Le premier coup d’Etat a renversé le président Keïta le 18 août 2020; tandis que la deuxième a conduit à l’arrestation du président de transition et son Premier ministre Moctar Ouane, le 24 mai 2021, après leur décision de former un nouveau gouvernement dans lequel ne figuraient pas les putschistes.

« Le fait de gouvernements faibles »

Le Dr Bouréma Kansaye, maître de conférences à l’Université des sciences juridiques et politiques, cité par Jeune Afrique, estime que de telles amnisties sont « le fait de gouvernements faibles » et peuvent être vues, au sein de l’opinion publique, comme « une prime à l’impunité, car on pardonne a priori des faits qui sont jugés impardonnables ».

Cette mesure d’amnistie était prévue par la Charte de la transition. « Les membres du Conseil national pour le salut du peuple et tous les acteurs ayant participé aux évènements allant du 18 août 2020 à l’investiture du président de transition bénéficient de l’immunité juridictionnelle [et] ne peuvent être poursuivis ou arrêtés pour des actes posés lors desdits évènements », affirmait la charte.

Une habitude ?  

Ce n’est pas la première fois que des auteurs d’un coup d’Etat au Mali bénéficient d’une amnistie.
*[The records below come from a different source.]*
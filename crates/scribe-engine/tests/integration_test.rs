use scribe_core::{
    CleanOptions, DEFAULT_TOKENIZER, Error, FileConfig, LicenseStatus, Session, SplitMethod,
    StaticLicense,
};
use scribe_engine::ProcessingController;
use scribe_storage::{FileLicense, SessionStore, StorageError};
use tempfile::TempDir;

const BOOK: &str = "The Project Gutenberg eBook of a Short Test\n\
*** START OF THE PROJECT GUTENBERG EBOOK A SHORT TEST ***\n\
Chapter One\n\
\n\
It was a bright cold day in April, and the clocks were striking thirteen.\n\
\n\
1\n\
\n\
- The hallway smelt of boiled cabbage and old rag mats.\n\
\n\
Copyright 1949 Somebody\n\
*** END OF THE PROJECT GUTENBERG EBOOK A SHORT TEST ***\n\
License boilerplate that should never be chunked.";

fn free_controller() -> ProcessingController {
    ProcessingController::new(Box::new(StaticLicense::free()))
}

fn premium_controller() -> ProcessingController {
    ProcessingController::new(Box::new(StaticLicense::premium()))
}

#[tokio::test]
async fn test_book_pipeline() {
    let temp_dir = TempDir::new().unwrap();
    let path = temp_dir.path().join("book.txt");
    std::fs::write(&path, BOOK).unwrap();

    let controller = free_controller();
    let chunks = controller
        .process_book(&path, &CleanOptions::default(), SplitMethod::Paragraph, None)
        .await
        .unwrap();

    assert_eq!(
        chunks,
        vec![
            "Chapter One",
            "It was a bright cold day in April, and the clocks were striking thirteen.",
            "The hallway smelt of boiled cabbage and old rag mats.",
        ]
    );

    let analysis = controller
        .analyze_chunks(&chunks, DEFAULT_TOKENIZER, 512)
        .unwrap();
    assert_eq!(analysis.total_chunks, 3);
    assert_eq!(analysis.over_limit, 0);
    assert!(analysis.total_tokens > 0);
}

#[tokio::test]
async fn test_unsupported_and_missing_documents() {
    let temp_dir = TempDir::new().unwrap();
    let controller = free_controller();
    let opts = CleanOptions::default();

    let pdf = temp_dir.path().join("book.pdf");
    std::fs::write(&pdf, b"%PDF-1.7").unwrap();
    assert!(matches!(
        controller.process_book(&pdf, &opts, SplitMethod::Paragraph, None).await,
        Err(Error::UnsupportedFormat(_))
    ));

    let missing = temp_dir.path().join("missing.txt");
    assert!(matches!(
        controller.process_book(&missing, &opts, SplitMethod::Paragraph, None).await,
        Err(Error::Io(_))
    ));
}

#[test]
fn test_analysis_is_deterministic() {
    let controller = free_controller();
    let chunks: Vec<String> = (1..40).map(|n| "token ".repeat(n * 7)).collect();

    let first = controller.analyze_chunks(&chunks, DEFAULT_TOKENIZER, 128).unwrap();
    let second = controller.analyze_chunks(&chunks, DEFAULT_TOKENIZER, 128).unwrap();
    assert_eq!(first, second);
    assert!((0.0..=100.0).contains(&first.over_limit_percentage));
}

#[test]
fn test_empty_chunks_analysis() {
    let controller = free_controller();
    let analysis = controller.analyze_chunks(&[], DEFAULT_TOKENIZER, 512).unwrap();

    assert_eq!(analysis.total_chunks, 0);
    assert_eq!(analysis.total_tokens, 0);
    assert_eq!(analysis.over_limit_percentage, 0.0);
}

#[test]
fn test_tokenizer_switch_recounts() {
    let controller = premium_controller();
    let chunks = vec![
        "Tokenization schemes rarely agree on punctuation-heavy text!!! ...".to_string(),
        "Supercalifragilisticexpialidocious words stress every vocabulary.".to_string(),
    ];

    let gpt2 = controller.analyze_chunks(&chunks, "gpt2", 512).unwrap();
    let claude = controller.analyze_chunks(&chunks, "claude", 512).unwrap();
    assert_eq!(gpt2.tokenizer, "gpt2");
    assert_eq!(claude.tokenizer, "claude");
    assert_ne!(gpt2.total_tokens, claude.total_tokens);
}

#[test]
fn test_unknown_and_premium_tokenizers() {
    let controller = free_controller();
    let chunks = vec!["hello".to_string()];

    assert!(matches!(
        controller.analyze_chunks(&chunks, "bert", 512),
        Err(Error::UnknownTokenizer(_))
    ));
    assert!(matches!(
        controller.get_token_count("hello", "gpt-4"),
        Err(Error::AccessDenied(_))
    ));

    let listing = controller.get_available_tokenizers();
    assert_eq!(listing[0].name, DEFAULT_TOKENIZER);
    assert!(listing.iter().skip(1).all(|d| d.is_premium && !d.has_access));
}

#[test]
fn test_cost_analysis_gated() {
    let chunks = vec!["word ".repeat(300); 40];
    let models = ["llama-2-7b", "claude-3-haiku"];

    assert!(matches!(
        free_controller().analyze_chunks_with_costs(&chunks, DEFAULT_TOKENIZER, 512, &models, 0),
        Err(Error::AccessDenied(_))
    ));

    let report = premium_controller()
        .analyze_chunks_with_costs(&chunks, DEFAULT_TOKENIZER, 512, &models, 100_000)
        .unwrap();
    assert_eq!(report.cost_analysis.dataset_tokens, report.analysis.total_tokens);
    assert_eq!(report.cost_analysis.summary.models_compared, 2);
    assert!(report.cost_analysis.roi.is_some());

    let ranked = &report.cost_analysis.ranked;
    assert!(ranked.windows(2).all(|w| w[0].total_cost_usd <= w[1].total_cost_usd));
    assert_eq!(
        report.cost_analysis.summary.best_overall.as_ref().unwrap().cost,
        ranked[0].total_cost_usd
    );
}

#[test]
fn test_cost_preview_is_free() {
    let preview = free_controller().cost_preview(1_000_000);
    assert!(preview.low < preview.high);
}

#[tokio::test]
async fn test_cost_estimate_off_thread() {
    let controller = premium_controller();
    let estimator = controller.cost_estimator();

    let result = tokio::task::spawn_blocking(move || estimator.estimate(2_000_000, &["mistral-7b"], 0))
        .await
        .unwrap()
        .unwrap();
    assert!(!result.ranked.is_empty());
}

#[tokio::test]
async fn test_spawned_cost_analysis_matches_inline() {
    let chunks = vec!["word ".repeat(200); 25];
    let models = vec!["llama-2-7b".to_string(), "gpt-4o-mini".to_string()];

    assert!(matches!(
        free_controller()
            .spawn_cost_analysis(&chunks, DEFAULT_TOKENIZER, 512, models.clone(), 0)
            .await,
        Err(Error::AccessDenied(_))
    ));

    let controller = premium_controller();
    let spawned = controller
        .spawn_cost_analysis(&chunks, DEFAULT_TOKENIZER, 512, models.clone(), 50_000)
        .await
        .unwrap();
    let inline = controller
        .analyze_chunks_with_costs(&chunks, DEFAULT_TOKENIZER, 512, &models, 50_000)
        .unwrap();
    assert_eq!(spawned, inline);
}

#[test]
fn test_session_roundtrip() {
    let temp_dir = TempDir::new().unwrap();
    let controller = free_controller();
    let chunks = controller
        .process_text(BOOK, &CleanOptions::default(), SplitMethod::Sentence, None)
        .unwrap();

    let mut session = Session::new();
    session.record_chunks(
        "book.txt",
        chunks.clone(),
        FileConfig {
            split_method: SplitMethod::Sentence,
            ..FileConfig::default()
        },
    );
    session.set_analysis(controller.analyze_chunks(&chunks, DEFAULT_TOKENIZER, 512).unwrap());

    let store = SessionStore::new();
    let path = store.save(&session, &temp_dir.path().join("book")).unwrap();
    let loaded = store.load(&path).unwrap();

    assert_eq!(loaded.file("book.txt").unwrap().chunks, chunks);
    assert_eq!(loaded.files, session.files);
    assert_eq!(loaded.last_analysis, session.last_analysis);

    let tampered = std::fs::read_to_string(&path)
        .unwrap()
        .replace("clocks were striking", "clocks were stopping");
    std::fs::write(&path, tampered).unwrap();
    assert!(matches!(store.load(&path), Err(StorageError::CorruptSession(_))));
}

#[test]
fn test_trial_unlocks_cost_analysis() {
    let temp_dir = TempDir::new().unwrap();
    let license = FileLicense::open(temp_dir.path().join("license.json")).unwrap();
    let mut controller = ProcessingController::new(Box::new(license));
    let chunks = vec!["word ".repeat(100); 10];

    assert_eq!(controller.get_licensing_info().license_status, LicenseStatus::Free);
    assert!(controller
        .analyze_chunks_with_costs(&chunks, DEFAULT_TOKENIZER, 512, &["llama-2-7b"], 0)
        .is_err());

    assert!(controller.start_trial());
    assert!(!controller.start_trial());
    assert_eq!(controller.get_licensing_info().license_status, LicenseStatus::Trial);
    assert!(controller
        .analyze_chunks_with_costs(&chunks, DEFAULT_TOKENIZER, 512, &["llama-2-7b"], 0)
        .is_ok());
}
Les auteurs du coup d’État du 22 mars 2012 contre Amadou Toumani Touré en avaient bénéficié, nonobstant les protestations des organisations de défense des droits humains contre le « projet de loi d’entente nationale » prévoyant l’amnistie pour des auteurs de crimes (dont enlèvement, assassinat et complicité d’enlèvement et d’assassinat) commis pendant le conflit armé de 2012 .

Cette amnistie concernait les faits commis « entre la période allant du 21 mars, date du début de la mutinerie » de militaires ayant débouché, le 22 mars, sur le renversement d’ATT, jusqu' »au 12 avril 2012, date de la prestation de serment du Président de la République » par intérim.

V.A.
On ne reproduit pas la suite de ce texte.